Wiktionary talk:About Indonesian
Add topicAppearance
Latest comment: 4 years ago by Metaknowledge in topic RFD discussion: April 2019–February 2020
Guidelines for lemma
[edit]@Xbypass Thanks for creating this guideline on how to create entries for Indonesian. I've added more information to it recently.
- Would you mind checking Wiktionary:About Indonesian#Language consideration to see if there are any issues/concerns?
- I've removed the section on Jawi script as an alternative form because the Jawi script is generally used for Malay, and not Indonesian.

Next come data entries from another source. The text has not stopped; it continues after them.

//! Game state module - the per-tick frame controller
//!
//! This module ties together all core components: plane, terrain, collectibles,
//! and the score ledger. It runs one tick of simulation per [`FlightGame::step`]
//! and owns the one-way `Flying` -> `Crashed` transition.

use tracing::{debug, info};

use crate::collectibles::CollectibleField;
use crate::plane::Plane;
use crate::rng::SimpleRng;
use crate::score::{HighScoreStore, ScoreLedger};
use crate::snapshot::{CollectibleSnapshot, FlightSnapshot};
use crate::terrain::Terrain;
use crate::types::{FlightPhase, Key, Pitch};

/// What the caller should do after feeding a key to the game.
#[derive(Debug, Clone, Copy, PartialEq, Eq)]
pub enum StepOutcome {
    Continue,
    Quit,
}

/// Complete game state
#[derive(Debug)]
pub struct FlightGame {
    screen_width: u16,
    screen_height: u16,
    plane: Plane,
    terrain: Terrain,
    collectibles: CollectibleField,
    ledger: ScoreLedger,
    /// Monotonic tick counter (number of simulated ticks).
    tick: u64,
    phase: FlightPhase,
    /// Set once, at the crash transition.
    new_high_score: bool,
    last_collect_tick: Option<u64>,
    last_collect_points: u32,
}

impl FlightGame {
    /// Create a new flight on a `screen_width` x `screen_height` field.
    ///
    /// Terrain and collectible randomness are both derived from `seed`.
    pub fn new(
        screen_width: u16,
        screen_height: u16,
        seed: u32,
        store: Box<dyn HighScoreStore>,
    ) -> Self {
        let mut rng = SimpleRng::new(seed);
        let terrain = Terrain::new(screen_width, SimpleRng::new(rng.next_u32()));
        let collectibles =
            CollectibleField::new(screen_width, screen_height, SimpleRng::new(rng.next_u32()));

        Self {
            screen_width,
            screen_height,
            plane: Plane::new(screen_height),
            terrain,
            collectibles,
            ledger: ScoreLedger::new(store),
            tick: 0,
            phase: FlightPhase::Flying,
            new_high_score: false,
            last_collect_tick: None,
            last_collect_points: 0,
        }
    }

    /// Apply one polled key: quit ends the game, anything else is a tick.
    pub fn apply_key(&mut self, key: Option<Key>) -> StepOutcome {
        if key == Some(Key::Quit) {
            return StepOutcome::Quit;
        }
        self.step(Pitch::from_key(key));
        StepOutcome::Continue
    }

    /// Run one tick of simulation.
    ///
    /// Returns false (and changes nothing) once crashed.
    pub fn step(&mut self, pitch: Pitch) -> bool {
        if !self.phase.is_flying() {
            return false;
        }

        self.tick += 1;
        self.plane.update(pitch);
        self.terrain.scroll();
        self.collectibles.update(self.tick);
        self.ledger.update(self.tick);

        let plane_x = self.plane_x();
        let plane_y = self.plane.row();

        if let Some(points) = self.collectibles.check_collision(plane_x, plane_y) {
            debug!(tick = self.tick, points, "collectible picked up");
            self.ledger.add_collectible(points);
            self.last_collect_tick = Some(self.tick);
            self.last_collect_points = points;
        }

        if plane_y >= self.ground_row(plane_x) - 1 {
            self.crash();
        }

        true
    }

    fn crash(&mut self) {
        self.phase = FlightPhase::Crashed;
        self.new_high_score = self.ledger.check_high_score();
        info!(
            tick = self.tick,
            score = self.ledger.score(),
            new_high_score = self.new_high_score,
            "plane crashed"
        );
    }

    /// Fixed column the plane flies in.
    pub fn plane_x(&self) -> i32 {
        (self.screen_width / 3) as i32
    }

    /// Topmost ground row under column `col`.
    fn ground_row(&self, col: i32) -> i32 {
        self.screen_height as i32 - self.terrain.height_at(col) as i32
    }

    pub fn tick(&self) -> u64 {
        self.tick
    }

    pub fn phase(&self) -> FlightPhase {
        self.phase
    }

    pub fn crashed(&self) -> bool {
        !self.phase.is_flying()
    }

    pub fn new_high_score(&self) -> bool {
        self.new_high_score
    }

    pub fn last_collect_tick(&self) -> Option<u64> {
        self.last_collect_tick
    }

    pub fn score(&self) -> u64 {
        self.ledger.score()
    }

    pub fn plane(&self) -> &Plane {
        &self.plane
    }

    /// Mutable access to the plane, for tests and scripted setups.
    pub fn plane_mut(&mut self) -> &mut Plane {
        &mut self.plane
    }

    pub fn terrain(&self) -> &Terrain {
        &self.terrain
    }

    pub fn collectibles(&self) -> &CollectibleField {
        &self.collectibles
    }

    pub fn collectibles_mut(&mut self) -> &mut CollectibleField {
        &mut self.collectibles
    }

    pub fn ledger(&self) -> &ScoreLedger {
        &self.ledger
    }

    /// Fill `out` with the current state, reusing its buffers.
    pub fn snapshot_into(&self, out: &mut FlightSnapshot) {
        out.screen_width = self.screen_width;
        out.screen_height = self.screen_height;
        out.tick = self.tick;
        out.phase = self.phase;
        out.altitude = self.plane.altitude();
        out.display_altitude = self.plane.display_altitude();
        out.velocity = self.plane.velocity();
        out.plane_x = self.plane_x();
        out.plane_y = self.plane.row();

        out.terrain.clear();
        out.terrain.extend(self.terrain.heights());

        out.collectibles.clear();
        out.collectibles
            .extend(self.collectibles.active().map(|c| CollectibleSnapshot {
                x: c.x,
                y: c.y,
                value: c.value,
            }));

        out.distance = self.ledger.distance();
        out.time_survived_secs = self.ledger.time_survived_secs();
        out.collectible_count = self.ledger.collectible_count();
        out.score = self.ledger.score();
        out.high_score = self.ledger.high_score();
        out.new_high_score = self.new_high_score;
        out.last_collect_tick = self.last_collect_tick;
        out.last_collect_points = self.last_collect_points;
    }

    pub fn snapshot(&self) -> FlightSnapshot {
        let mut out = FlightSnapshot::default();
        self.snapshot_into(&mut out);
        out
    }
}
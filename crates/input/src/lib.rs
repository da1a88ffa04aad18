//! Terminal input module (engine-facing).
//!
//! This module is intentionally independent of any UI framework. It maps
//! `crossterm` key events into [`crate::types::Key`] and provides a
//! non-blocking [`InputSource`] that the game loop polls once per tick.

pub mod map;
pub mod poll;

pub use tui_flight_types as types;

pub use map::{map_key_event, should_quit};
pub use poll::{reduce_keys, CrosstermInput, InputSource, ScriptedInput};
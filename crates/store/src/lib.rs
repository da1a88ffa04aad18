//! High-score persistence.
//!
//! One JSON file holds one record:
//!
//! ```json
//! {"high_score": 1234}
//! ```
//!
//! Reads and writes go through `anyhow::Result` internally, but the
//! [`HighScoreStore`] implementation never surfaces an error: a failed load
//! reads as 0 and a failed save is logged and dropped.

use std::fs;
use std::io;
use std::path::{Path, PathBuf};

use anyhow::{Context, Result};
use serde::{Deserialize, Serialize};
use tracing::{debug, warn};

pub use tui_flight_core as core;

use crate::core::HighScoreStore;

/// On-disk record.
#[derive(Debug, Clone, Copy, PartialEq, Eq, Serialize, Deserialize)]
pub struct HighScoreRecord {
    pub high_score: u32,
}

/// High score stored in a JSON file.
#[derive(Debug, Clone)]
pub struct JsonFileStore {
    path: PathBuf,
}

impl JsonFileStore {
    pub fn new(path: impl Into<PathBuf>) -> Self {
        Self { path: path.into() }
    }

    pub fn path(&self) -> &Path {
        &self.path
    }

    /// Read the record, reporting why it could not be read.
    pub fn try_load(&self) -> Result<HighScoreRecord> {
        let text = fs::read_to_string(&self.path)
            .with_context(|| format!("read {}", self.path.display()))?;
        let record = serde_json::from_str(&text)
            .with_context(|| format!("parse {}", self.path.display()))?;
        Ok(record)
    }

    /// Write the record, replacing the file atomically.
    pub fn try_save(&self, record: HighScoreRecord) -> Result<()> {
        let json = serde_json::to_string(&record)?;
        write_text_atomic(&self.path, &json)
            .with_context(|| format!("write {}", self.path.display()))?;
        Ok(())
    }
}

impl HighScoreStore for JsonFileStore {
    fn load_high_score(&mut self) -> u32 {
        match self.try_load() {
            Ok(record) => record.high_score,
            Err(err) => {
                // A missing file is the normal first-run case.
                let missing = err
                    .downcast_ref::<io::Error>()
                    .map(|e| e.kind() == io::ErrorKind::NotFound)
                    .unwrap_or(false);
                if missing {
                    debug!(path = %self.path.display(), "no high score file yet");
                } else {
                    warn!(error = %format!("{err:#}"), "high score unreadable, starting from 0");
                }
                0
            }
        }
    }

    fn save_high_score(&mut self, score: u32) {
        if let Err(err) = self.try_save(HighScoreRecord { high_score: score }) {
            warn!(error = %format!("{err:#}"), score, "high score not saved");
        }
    }
}

fn write_text_atomic(path: &Path, text: &str) -> io::Result<()> {
    if let Some(parent) = path.parent() {
        if !parent.as_os_str().is_empty() {
            fs::create_dir_all(parent)?;
        }
    }

    let tmp_path = temp_path_for(path);
    fs::write(&tmp_path, text)?;
    if let Err(error) = fs::rename(&tmp_path, path) {
        let _ = fs::remove_file(&tmp_path);
        return Err(error);
    }
    Ok(())
}

fn temp_path_for(path: &Path) -> PathBuf {
    let file_name = path
        .file_name()
        .and_then(|name| name.to_str())
        .unwrap_or("highscore.json");
    let tmp_name = format!("{file_name}.tmp");
    match path.parent() {
        Some(parent) => parent.join(tmp_name),
        None => PathBuf::from(tmp_name),
    }
}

- I have some concerns over the consideration of affixed forms, e.g. membelikan as a non-lemma. I think that affixed words (kata berimbuhan) are valid lemmas as well. For comparison, the following forms in English (which have irregular patterns of word formation, i.e. not all adjectives can have such forms) are considered as English lemmas:
- On the other hand, the following words (which have regular patterns of word formation, i.e. almost every verb/adjective can have such forms) are considered as non-lemmas:
- Likewise, for Indonesian, I think that these words which have regular patterns of word formation can be considered as non-lemmas:
- bukuku (“my book”)
- bukumu (“your book”)
- bukunya (“his/her/their book”)
- bukulah (“emphatic form of book”)
- bukukah (“questioning form of book”)
- dirajai (“passive form of merajai”)
- dirajakan (“passive form of merajakan”)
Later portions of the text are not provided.